La poésie du clown est merveilleuse. La consigne était : "Comme le bébé, vous découvrez que vous avez des mains, c'est incroyable et merveilleux". Je regarde cette femme, fermer les yeux, les ouvrir, découvrir sa main et puis, découvrir qu'une main, ça caresse. Lentement, elle passe sa main sur son bras, avec une énorme attention et voilà que son clown la câline, la console. C'était ... wow.

Ensuite, nous avons joué à deux, à cinq, une à une, qui s'est lancé dans le vide, qui a passé le balais avec obsession, qui a mené sa troupe de petits oisillons perdus avec douceur, qui avec une énergie toute militaire. On a rit, beaucoup et c'était bon.

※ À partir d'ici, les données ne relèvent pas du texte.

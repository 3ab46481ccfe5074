//! Multi-panel arrangement: grid snapping, distribution, cascade, edge
//! snapping and layout reset

use tracing::debug;

use super::PanelStore;
use crate::math::Rect;
use crate::panel::BASE_Z_INDEX;
use crate::placement::{cascade_position, distribute, edge_snap, grid_snap_within};
use crate::timer::ScheduledClear;
use crate::types::PanelId;

impl PanelStore {
    /// Round every visible panel's position to the nearest grid point.
    ///
    /// All panels are flagged `is_snapped` so the renderer can flash a
    /// hint; a clear is scheduled to drop the flag again (see [`tick`]).
    ///
    /// [`tick`]: PanelStore::tick
    pub fn snap_panels_to_grid(&mut self, grid: f32) {
        if grid <= 0.0 {
            return;
        }
        for state in self.panels.values_mut() {
            if state.is_visible {
                state.position = state.position.snapped(grid);
            }
            state.is_snapped = true;
        }
        let ids: Vec<PanelId> = self.panels.keys().cloned().collect();
        let clear = ScheduledClear::after_snap(self.now(), ids);
        self.pending_clears.push(clear);
        self.touch();
    }

    /// Spread the visible panels among `ids` evenly across the viewport width
    pub fn distribute_horizontally(&mut self, ids: &[&str]) {
        let targets = self.visible_subset(ids);
        if targets.len() < 2 {
            return;
        }
        let widths: Vec<f32> = targets.iter().map(|(_, r)| r.width).collect();
        let offsets = distribute(&widths, self.viewport.width);
        for ((id, _), x) in targets.iter().zip(offsets) {
            if let Some(state) = self.panels.get_mut(id) {
                state.position.x = x;
            }
        }
        self.touch();
    }

    /// Spread the visible panels among `ids` evenly down the viewport height
    pub fn distribute_vertically(&mut self, ids: &[&str]) {
        let targets = self.visible_subset(ids);
        if targets.len() < 2 {
            return;
        }
        let heights: Vec<f32> = targets.iter().map(|(_, r)| r.height).collect();
        let offsets = distribute(&heights, self.viewport.height);
        for ((id, _), y) in targets.iter().zip(offsets) {
            if let Some(state) = self.panels.get_mut(id) {
                state.position.y = y;
            }
        }
        self.touch();
    }

    /// Stack the visible panels among `ids` diagonally, later ids on top
    pub fn cascade_panels(&mut self, ids: &[&str]) {
        let targets = self.visible_subset(ids);
        if targets.len() < 2 {
            return;
        }
        for (i, (id, _)) in targets.iter().enumerate() {
            let z = self.next_z_index();
            if let Some(state) = self.panels.get_mut(id) {
                state.position = cascade_position(i);
                state.z_index = z;
            }
        }
        self.touch();
    }

    /// Pull a panel onto nearby viewport edges.
    ///
    /// With magnetic boundaries on, edges of other open panels attract too.
    /// Does nothing while edge snapping is switched off.
    pub fn snap_panel_to_edges(&mut self, id: &str) {
        if !self.settings.snap_to_edges {
            return;
        }
        let Some(rect) = self.panels.get(id).map(|s| s.rect()) else {
            return;
        };
        let neighbours = if self.settings.magnetic_boundaries {
            self.open_rects_except(id)
        } else {
            Vec::new()
        };
        let snapped = edge_snap(rect, self.viewport, &neighbours, self.settings.snap_threshold);
        if snapped != rect.position() {
            if let Some(state) = self.panels.get_mut(id) {
                state.position = snapped;
            }
            self.touch();
        }
    }

    /// Nudge visible panels that sit close to a grid line onto it, then
    /// apply edge snapping.
    ///
    /// Unlike [`snap_panels_to_grid`](Self::snap_panels_to_grid), panels
    /// farther than the snap threshold from a grid line keep that axis.
    pub fn align_panels_to_grid(&mut self, grid: f32) {
        if grid <= 0.0 {
            return;
        }
        let threshold = self.settings.snap_threshold;
        let ids: Vec<PanelId> = self
            .panels
            .iter()
            .filter(|(_, s)| s.is_visible)
            .map(|(id, _)| id.clone())
            .collect();

        let mut moved = false;
        for id in &ids {
            let Some(state) = self.panels.get(id) else {
                continue;
            };
            let mut position = grid_snap_within(state.position, grid, threshold);
            if self.settings.snap_to_edges {
                let rect = Rect::from_pos_size(position, state.size);
                position = edge_snap(rect, self.viewport, &[], threshold);
            }
            if let Some(state) = self.panels.get_mut(id) {
                if state.position != position {
                    state.position = position;
                    moved = true;
                }
            }
        }
        if moved {
            self.touch();
        }
    }

    /// Throw away every layout change and go back to the catalog defaults.
    ///
    /// Groups and the active preset are dropped with the old layout. Saved
    /// presets survive.
    pub fn reset_panel_layout(&mut self) {
        self.panels = self.registry.default_states();
        self.groups.clear();
        self.active_preset_id = None;
        self.max_z_index = BASE_Z_INDEX;
        debug!(panels = self.panels.len(), "panel layout reset");
        self.touch();
    }

    /// Known, visible panels among `ids`, in input order, without repeats
    fn visible_subset(&self, ids: &[&str]) -> Vec<(PanelId, Rect)> {
        let mut out: Vec<(PanelId, Rect)> = Vec::with_capacity(ids.len());
        for id in ids {
            if out.iter().any(|(seen, _)| seen == id) {
                continue;
            }
            if let Some(state) = self.panels.get(*id).filter(|s| s.is_visible) {
                out.push(((*id).to_string(), state.rect()));
            }
        }
        out
    }

    fn open_rects_except(&self, id: &str) -> Vec<Rect> {
        self.panels
            .iter()
            .filter(|(other, s)| other.as_str() != id && s.is_open())
            .map(|(_, s)| s.rect())
            .collect()
    }
}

Quand je leur dis "au revoir" toujours elles me remercient, et me remercient encore, ça déborde d'elles, cette reconnaissance, et toujours je leur dis "merci, remerciez vous également, vous êtes formidables". Elles le sont. Fortes, généreuses, courageuses, elles ont manqué de soutiens, elles ont manqué d'outils, elles ont manqué de rencontres profitables, elles ont manqué de beaucoup de choses, mais qu'est ce qu'elles donnent !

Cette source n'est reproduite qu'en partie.